◆ WHAT NEEDS TO BE DONE
Look below for the lines from the one with "required for worker" to the one with "period as Duration", and copy exactly those lines, both ends included.

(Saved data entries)
---+---

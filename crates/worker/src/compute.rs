//! Compute collaborator client
//!
//! Thin wrapper over the external model-serving endpoint (an
//! Ollama-compatible `/api/chat`). The payload is opaque to the rest of
//! the system; it is passed back to the caller verbatim.

use inferoute_common::config::ComputeConfig;
use inferoute_common::{InferouteError, Result};
use serde_json::json;
use std::time::Duration;
use tracing::debug;

pub struct ComputeClient {
    client: reqwest::Client,
    url: String,
    model: String,
    timeout: Duration,
}

impl ComputeClient {
    pub fn new(config: &ComputeConfig) -> Self {
        Self {
            client: reqwest::Client::new(),
            url: config.url.clone(),
            model: config.model.clone(),
            timeout: Duration::from_secs(config.timeout_secs),
        }
    }

    /// Run one chat completion for the given question.
    ///
    /// Returns the collaborator's raw payload on success,
    /// `BackendStatus` when it answered with an error status, and `Http`
    /// on transport failure or timeout.
    pub async fn chat(&self, question: &str) -> Result<serde_json::Value> {
        let body = json!({
            "model": self.model,
            "messages": [{"role": "user", "content": question}],
            "stream": false,
        });

        debug!(model = %self.model, "sending question to compute endpoint");

        let response = self
            .client
            .post(format!("{}/api/chat", self.url))
            .timeout(self.timeout)
            .json(&body)
            .send()
            .await?;

        let status = response.status();
        if !status.is_success() {
            return Err(InferouteError::BackendStatus {
                status: status.as_u16(),
            });
        }

        Ok(response.json().await?)
    }
}
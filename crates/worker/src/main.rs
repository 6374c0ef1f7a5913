//! Inferoute Worker - Main Entry Point
//!
//! Serves inference jobs forwarded by the dispatcher, executing each one
//! against the configured compute endpoint and self-reporting load.

use anyhow::Context;
use inferoute_common::NodeConfig;
use inferoute_worker::{build_router, AppState, ComputeClient, LoadReporter, LoadTracker};
use std::sync::Arc;
use std::time::Duration;
use tokio::signal;
use tracing::info;
use tracing_subscriber::{layer::SubscriberExt, util::SubscriberInitExt};

#[tokio::main]
async fn main() -> anyhow::Result<()> {
    // Initialize logging
    tracing_subscriber::registry()
        .with(
            tracing_subscriber::EnvFilter::try_from_default_env()
                .unwrap_or_else(|_| "inferoute_worker=info,tower_http=info,axum=info".into()),
        )
        .with(tracing_subscriber::fmt::layer())
        .init();

    info!("Starting Inferoute Worker");

    // Load configuration
    let config_path =
        std::env::var("INFEROUTE_CONFIG").unwrap_or_else(|_| "configs/worker.yaml".to_string());

    let config = NodeConfig::from_file(&config_path)?;
    if config.mode != "worker" {
        anyhow::bail!("Config mode is {:?}, expected \"worker\"", config.mode);
    }

    let worker_config = config.worker.as_ref().context("Worker config not found")?;

    info!(
        "Worker configuration loaded: id={}, bind={}:{}, dispatcher={}",
        worker_config.worker_id, config.bind_address, config.port, worker_config.dispatcher_url
    );

    let reporter = Arc::new(LoadReporter::new(
        worker_config.dispatcher_url.clone(),
        worker_config.worker_id.clone(),
        Duration::from_secs(worker_config.report_timeout_secs),
    ));
    let tracker = Arc::new(LoadTracker::new(reporter));
    let compute = Arc::new(ComputeClient::new(&worker_config.compute));

    let state = AppState { tracker, compute };

    let app = build_router(state);
    let listener = tokio::net::TcpListener::bind(config.bind_addr())
        .await
        .with_context(|| format!("Failed to bind {}", config.bind_addr()))?;

    info!("Inferoute Worker listening on {}", config.bind_addr());

    axum::serve(listener, app)
        .with_graceful_shutdown(shutdown_signal())
        .await?;

    info!("Inferoute Worker shutdown complete");
    Ok(())
}

async fn shutdown_signal() {
    let _ = signal::ctrl_c().await;
    info!("Received shutdown signal");
}
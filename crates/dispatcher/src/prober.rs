//! Health prober
//!
//! Refreshes backend health and load before every selection. Backends
//! that are up get probed on every refresh; backends that are down are
//! left alone until the grace period has elapsed, which bounds how often
//! a dead backend is hammered.

use crate::registry::{BackendRecord, BackendRegistry};
use inferoute_common::protocol::WorkerHealth;
use inferoute_common::METRICS;
use std::time::{Duration, SystemTime};
use tracing::{debug, warn};

/// Outcome of probing one backend
#[derive(Debug)]
enum ProbeOutcome {
    Healthy { load: u32, code: u16 },
    Unhealthy { code: Option<u16> },
}

/// Probes backend `/health` endpoints and folds the results into the
/// registry. Never returns an error: every outcome becomes registry
/// state.
pub struct HealthProber {
    client: reqwest::Client,
    grace_period: Duration,
    probe_timeout: Duration,
}

impl HealthProber {
    pub fn new(grace_period: Duration, probe_timeout: Duration) -> Self {
        Self {
            client: reqwest::Client::new(),
            grace_period,
            probe_timeout,
        }
    }

    /// Refresh every due record. Probes run concurrently; each result is
    /// applied to its own record independently.
    pub async fn refresh(&self, registry: &BackendRegistry) {
        let due: Vec<BackendRecord> = registry
            .snapshot()
            .await
            .into_iter()
            .filter(|r| self.is_due(r))
            .collect();

        let probes = due.into_iter().map(|record| async move {
            METRICS.dispatcher.probes_total.inc();
            let outcome = self.probe(&record.url).await;
            (record.id, outcome)
        });

        let results = futures::future::join_all(probes).await;

        for (id, outcome) in results {
            match outcome {
                ProbeOutcome::Healthy { load, code } => {
                    debug!(backend = %id, load, "backend is healthy");
                    registry.apply_health_result(&id, true, load, Some(code)).await;
                }
                ProbeOutcome::Unhealthy { code } => {
                    warn!(backend = %id, code = ?code, "backend failed health check, marking down");
                    registry.apply_health_result(&id, false, 0, code).await;
                }
            }
        }
    }

    /// A backend is due for a probe unless it is down and was checked
    /// within the grace period.
    fn is_due(&self, record: &BackendRecord) -> bool {
        if !record.is_down {
            return true;
        }

        match record.last_checked {
            Some(checked) => {
                let elapsed = SystemTime::now()
                    .duration_since(checked)
                    .unwrap_or(Duration::ZERO);
                elapsed > self.grace_period
            }
            // Down without a timestamp should not happen, but probing is
            // the safe recovery.
            None => true,
        }
    }

    async fn probe(&self, url: &str) -> ProbeOutcome {
        let response = self
            .client
            .get(format!("{url}/health"))
            .timeout(self.probe_timeout)
            .send()
            .await;

        match response {
            Ok(response) => {
                let code = response.status().as_u16();
                if !response.status().is_success() {
                    return ProbeOutcome::Unhealthy { code: Some(code) };
                }
                match response.json::<WorkerHealth>().await {
                    Ok(health) => ProbeOutcome::Healthy {
                        load: health.load.max(0) as u32,
                        code,
                    },
                    Err(_) => ProbeOutcome::Unhealthy { code: Some(code) },
                }
            }
            Err(_) => ProbeOutcome::Unhealthy { code: None },
        }
    }
}
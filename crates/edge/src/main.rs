//! Inferoute Edge - Main Entry Point
//!
//! Serves the user-facing form and the cluster-health dashboard,
//! forwarding questions to the dispatcher.

use anyhow::Context;
use inferoute_common::NodeConfig;
use inferoute_edge::{build_router, AppState};
use std::time::Duration;
use tokio::signal;
use tracing::info;
use tracing_subscriber::{layer::SubscriberExt, util::SubscriberInitExt};

#[tokio::main]
async fn main() -> anyhow::Result<()> {
    // Initialize logging
    tracing_subscriber::registry()
        .with(
            tracing_subscriber::EnvFilter::try_from_default_env()
                .unwrap_or_else(|_| "inferoute_edge=info,tower_http=info,axum=info".into()),
        )
        .with(tracing_subscriber::fmt::layer())
        .init();

    info!("Starting Inferoute Edge");

    // Load configuration
    let config_path =
        std::env::var("INFEROUTE_CONFIG").unwrap_or_else(|_| "configs/edge.yaml".to_string());

    let config = NodeConfig::from_file(&config_path)?;
    if config.mode != "edge" {
        anyhow::bail!("Config mode is {:?}, expected \"edge\"", config.mode);
    }

    let edge_config = config.edge.as_ref().context("Edge config not found")?;

    info!(
        "Edge configuration loaded: bind={}:{}, dispatcher={}",
        config.bind_address, config.port, edge_config.dispatcher_url
    );

    let state = AppState::new(
        edge_config.dispatcher_url.clone(),
        Duration::from_secs(edge_config.request_timeout_secs),
    );

    let app = build_router(state);
    let listener = tokio::net::TcpListener::bind(config.bind_addr())
        .await
        .with_context(|| format!("Failed to bind {}", config.bind_addr()))?;

    info!("Inferoute Edge listening on {}", config.bind_addr());

    axum::serve(listener, app)
        .with_graceful_shutdown(shutdown_signal())
        .await?;

    info!("Inferoute Edge shutdown complete");
    Ok(())
}

async fn shutdown_signal() {
    let _ = signal::ctrl_c().await;
    info!("Received shutdown signal");
}
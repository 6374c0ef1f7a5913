//! Configuration structures for Inferoute
//!
//! This module defines all configuration types used across the dispatcher,
//! workers and the edge. Configurations are loaded from YAML files; the
//! file path comes from the `INFEROUTE_CONFIG` environment variable with a
//! per-binary default.

use crate::error::{InferouteError, Result};
use serde::{Deserialize, Serialize};
use std::path::PathBuf;
use std::time::Duration;

/// Top-level configuration for Inferoute components
#[derive(Debug, Clone, Serialize, Deserialize)]
pub struct NodeConfig {
    /// Mode: "dispatcher", "worker" or "edge"
    pub mode: String,

    /// Server binding address
    pub bind_address: String,

    /// Server port
    pub port: u16,

    /// Dispatcher-specific configuration
    #[serde(skip_serializing_if = "Option::is_none")]
    pub dispatcher: Option<DispatcherConfig>,

    /// Worker-specific configuration
    #[serde(skip_serializing_if = "Option::is_none")]
    pub worker: Option<WorkerConfig>,

    /// Edge-specific configuration
    #[serde(skip_serializing_if = "Option::is_none")]
    pub edge: Option<EdgeConfig>,
}

/// A single statically configured backend worker
#[derive(Debug, Clone, Serialize, Deserialize)]
pub struct BackendEntry {
    /// Unique backend identifier, echoed back in load reports
    pub id: String,

    /// Base URL of the worker process
    pub url: String,
}

/// Dispatcher-specific configuration
#[derive(Debug, Clone, Serialize, Deserialize)]
pub struct DispatcherConfig {
    /// Static backend set; membership is fixed for the process lifetime
    pub backends: Vec<BackendEntry>,

    /// How long a down backend is left unprobed before the next check
    #[serde(default = "default_grace_period")]
    pub grace_period_secs: u64,

    /// Timeout for a single health probe
    #[serde(default = "default_probe_timeout")]
    pub probe_timeout_secs: u64,

    /// Timeout for forwarding a job to a worker
    #[serde(default = "default_forward_timeout")]
    pub forward_timeout_secs: u64,
}

/// Worker-specific configuration
#[derive(Debug, Clone, Serialize, Deserialize)]
pub struct WorkerConfig {
    /// Unique worker identifier, must match a dispatcher backend entry
    pub worker_id: String,

    /// Base URL of the dispatcher (for load reports)
    pub dispatcher_url: String,

    /// Timeout for pushing a load report to the dispatcher
    #[serde(default = "default_report_timeout")]
    pub report_timeout_secs: u64,

    /// Compute collaborator settings
    pub compute: ComputeConfig,
}

/// Settings for the external model-serving endpoint a worker calls
#[derive(Debug, Clone, Serialize, Deserialize)]
pub struct ComputeConfig {
    /// Base URL of the model-serving endpoint
    pub url: String,

    /// Model identifier passed on every chat request
    pub model: String,

    /// Timeout for a single compute call
    #[serde(default = "default_compute_timeout")]
    pub timeout_secs: u64,
}

/// Edge-specific configuration
#[derive(Debug, Clone, Serialize, Deserialize)]
pub struct EdgeConfig {
    /// Base URL of the dispatcher
    pub dispatcher_url: String,

    /// Timeout for calls into the dispatcher
    #[serde(default = "default_forward_timeout")]
    pub request_timeout_secs: u64,
}

fn default_grace_period() -> u64 {
    300
}

fn default_probe_timeout() -> u64 {
    2
}

fn default_forward_timeout() -> u64 {
    30
}

fn default_report_timeout() -> u64 {
    2
}

fn default_compute_timeout() -> u64 {
    30
}

impl NodeConfig {
    /// Load configuration from a YAML file
    pub fn from_file<P: Into<PathBuf>>(path: P) -> Result<Self> {
        let path = path.into();
        let content = std::fs::read_to_string(&path).map_err(|e| {
            InferouteError::Config(format!("Failed to read config file {}: {}", path.display(), e))
        })?;

        let config: NodeConfig = serde_yaml::from_str(&content).map_err(|e| {
            InferouteError::Config(format!("Failed to parse config file {}: {}", path.display(), e))
        })?;

        config.validate()?;
        Ok(config)
    }

    /// Validate configuration
    pub fn validate(&self) -> Result<()> {
        match self.mode.as_str() {
            "dispatcher" => {
                let dispatcher = self
                    .dispatcher
                    .as_ref()
                    .ok_or_else(|| InferouteError::config("Dispatcher config required for dispatcher mode"))?;
                if dispatcher.backends.is_empty() {
                    return Err(InferouteError::config("At least one backend must be configured"));
                }
                let mut ids: Vec<&str> = dispatcher.backends.iter().map(|b| b.id.as_str()).collect();
                ids.sort_unstable();
                ids.dedup();
                if ids.len() != dispatcher.backends.len() {
                    return Err(InferouteError::config("Backend ids must be unique"));
                }
            }
            "worker" => {
                if self.worker.is_none() {
                    return Err(InferouteError::config("Worker config required for worker mode"));
                }
            }
            "edge" => {
                if self.edge.is_none() {
                    return Err(InferouteError::config("Edge config required for edge mode"));
                }
            }
            _ => {
                return Err(InferouteError::config(format!("Invalid mode: {}", self.mode)));
            }
        }
        Ok(())
    }

    /// Socket address string to bind the server on
    pub fn bind_addr(&self) -> String {
        format!("{}:{}", self.bind_address, self.port)
    }

    /// Get grace period as Duration
    pub fn grace_period(&self) -> Result<Duration> {
        let dispatcher = self
            .dispatcher
            .as_ref()
            .ok_or_else(|| InferouteError::config("Dispatcher config not found"))?;

        Ok(Duration::from_secs(dispatcher.grace_period_secs))
    }

    /// Get forward timeout as Duration
    pub fn forward_timeout(&self) -> Result<Duration> {
        let dispatcher = self
            .dispatcher
            .as_ref()
            .ok_or_else(|| InferouteError::config("Dispatcher config not found"))?;

        Ok(Duration::from_secs(dispatcher.forward_timeout_secs))
    }
}

#[cfg(test)]
mod tests {
    use super::*;

    fn dispatcher_config(backends: Vec<BackendEntry>) -> NodeConfig {
        NodeConfig {
            mode: "dispatcher".to_string(),
            bind_address: "0.0.0.0".to_string(),
            port: 5001,
            dispatcher: Some(DispatcherConfig {
                backends,
                grace_period_secs: 300,
                probe_timeout_secs: 2,
                forward_timeout_secs: 30,
            }),
            worker: None,
            edge: None,
        }
    }

    #[test]
    fn test_config_validation() {
        let config = dispatcher_config(vec![
            BackendEntry {
                id: "backend_1".to_string(),
                url: "http://localhost:5002".to_string(),
            },
            BackendEntry {
                id: "backend_2".to_string(),
                url: "http://localhost:5003".to_string(),
            },
        ]);

        assert!(config.validate().is_ok());
    }

    #[test]
    fn test_config_validation_missing_section() {
        let config = NodeConfig {
            mode: "worker".to_string(),
            bind_address: "0.0.0.0".to_string(),
            port: 5002,
            dispatcher: None,
            worker: None,
            edge: None,
        };

        assert!(config.validate().is_err());
    }

    #[test]
    fn test_config_validation_rejects_duplicate_ids() {
        let config = dispatcher_config(vec![
            BackendEntry {
                id: "backend_1".to_string(),
                url: "http://localhost:5002".to_string(),
            },
            BackendEntry {
                id: "backend_1".to_string(),
                url: "http://localhost:5003".to_string(),
            },
        ]);

        assert!(config.validate().is_err());
    }

    #[test]
    fn test_config_validation_rejects_empty_backends() {
        let config = dispatcher_config(vec![]);
        assert!(config.validate().is_err());
    }

    #[test]
    fn test_config_from_yaml_defaults() {
        let yaml = r#"
mode: dispatcher
bind_address: 0.0.0.0
port: 5001
dispatcher:
  backends:
    - id: backend_1
      url: http://localhost:5002
"#;
        let config: NodeConfig = serde_yaml::from_str(yaml).unwrap();
        config.validate().unwrap();

        let dispatcher = config.dispatcher.as_ref().unwrap();
        assert_eq!(dispatcher.grace_period_secs, 300);
        assert_eq!(dispatcher.probe_timeout_secs, 2);
        assert_eq!(dispatcher.forward_timeout_secs, 30);
    }
}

---+---

◆ SOLUTION
                    return Err(InferouteError::config("Worker config required for worker mode"));
                }
            }
            "edge" => {
                if self.edge.is_none() {
                    return Err(InferouteError::config("Edge config required for edge mode"));
                }
            }
            _ => {
                return Err(InferouteError::config(format!("Invalid mode: {}", self.mode)));
            }
        }
        Ok(())
    }

    /// Socket address string to bind the server on
    pub fn bind_addr(&self) -> String {
        format!("{}:{}", self.bind_address, self.port)
    }

    /// Get grace period as Duration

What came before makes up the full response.